→ **Source material**:
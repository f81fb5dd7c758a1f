use super::schema::LEDGER_VERSIONED_SCHEMAS;
use super::{JobLedger, LedgerEntry};
use crate::error::{LearnerError, LearnerResult};
use crate::sqlite_persistence::open_versioned;
use crate::subject::SubjectKind;
use anyhow::{anyhow, Result};
use rusqlite::{params, Connection};
use std::path::Path;
use std::sync::{Arc, Mutex, MutexGuard};
use tracing::{debug, warn};

pub struct SqliteJobLedger {
    conn: Arc<Mutex<Connection>>,
}

impl SqliteJobLedger {
    pub fn new<P: AsRef<Path>>(db_path: P) -> Result<Self> {
        let conn = open_versioned(db_path, LEDGER_VERSIONED_SCHEMAS, "jobs")?;
        Ok(Self {
            conn: Arc::new(Mutex::new(conn)),
        })
    }

    fn conn(&self) -> LearnerResult<MutexGuard<'_, Connection>> {
        self.conn
            .lock()
            .map_err(|_| LearnerError::Storage(anyhow!("job ledger connection poisoned")))
    }
}

impl JobLedger for SqliteJobLedger {
    fn load(&self) -> LearnerResult<Vec<LedgerEntry>> {
        let conn = self.conn()?;
        let mut stmt = conn.prepare("SELECT kind, natural_key FROM ledger_entries ORDER BY id")?;
        let rows = stmt
            .query_map([], |row| {
                Ok((row.get::<_, String>(0)?, row.get::<_, String>(1)?))
            })?
            .collect::<rusqlite::Result<Vec<_>>>()?;

        let entries = rows
            .into_iter()
            .filter_map(|(kind, key)| match SubjectKind::parse(&kind) {
                Some(kind) => Some(LedgerEntry::new(kind, key)),
                None => {
                    warn!("Skipping ledger entry {} with unknown kind '{}'", key, kind);
                    None
                }
            })
            .collect();
        Ok(entries)
    }

    fn save_snapshot(&self, entries: &[LedgerEntry]) -> LearnerResult<()> {
        let mut conn = self.conn()?;
        let tx = conn.transaction()?;
        tx.execute("DELETE FROM ledger_entries", [])?;
        {
            let mut stmt =
                tx.prepare("INSERT INTO ledger_entries (kind, natural_key) VALUES (?1, ?2)")?;
            for entry in entries {
                stmt.execute(params![entry.kind.as_str(), entry.key])?;
            }
        }
        tx.commit()?;
        debug!("Saved ledger snapshot with {} entries", entries.len());
        Ok(())
    }

    fn clear(&self) -> LearnerResult<()> {
        let removed = self.conn()?.execute("DELETE FROM ledger_entries", [])?;
        debug!("Cleared {} ledger entries", removed);
        Ok(())
    }
}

→ **Task details**: From the entries, report each line that includes the word "debug".

→ **Exercise result**:
use tracing::{debug, warn};
        debug!("Saved ledger snapshot with {} entries", entries.len());
        debug!("Cleared {} ledger entries", removed);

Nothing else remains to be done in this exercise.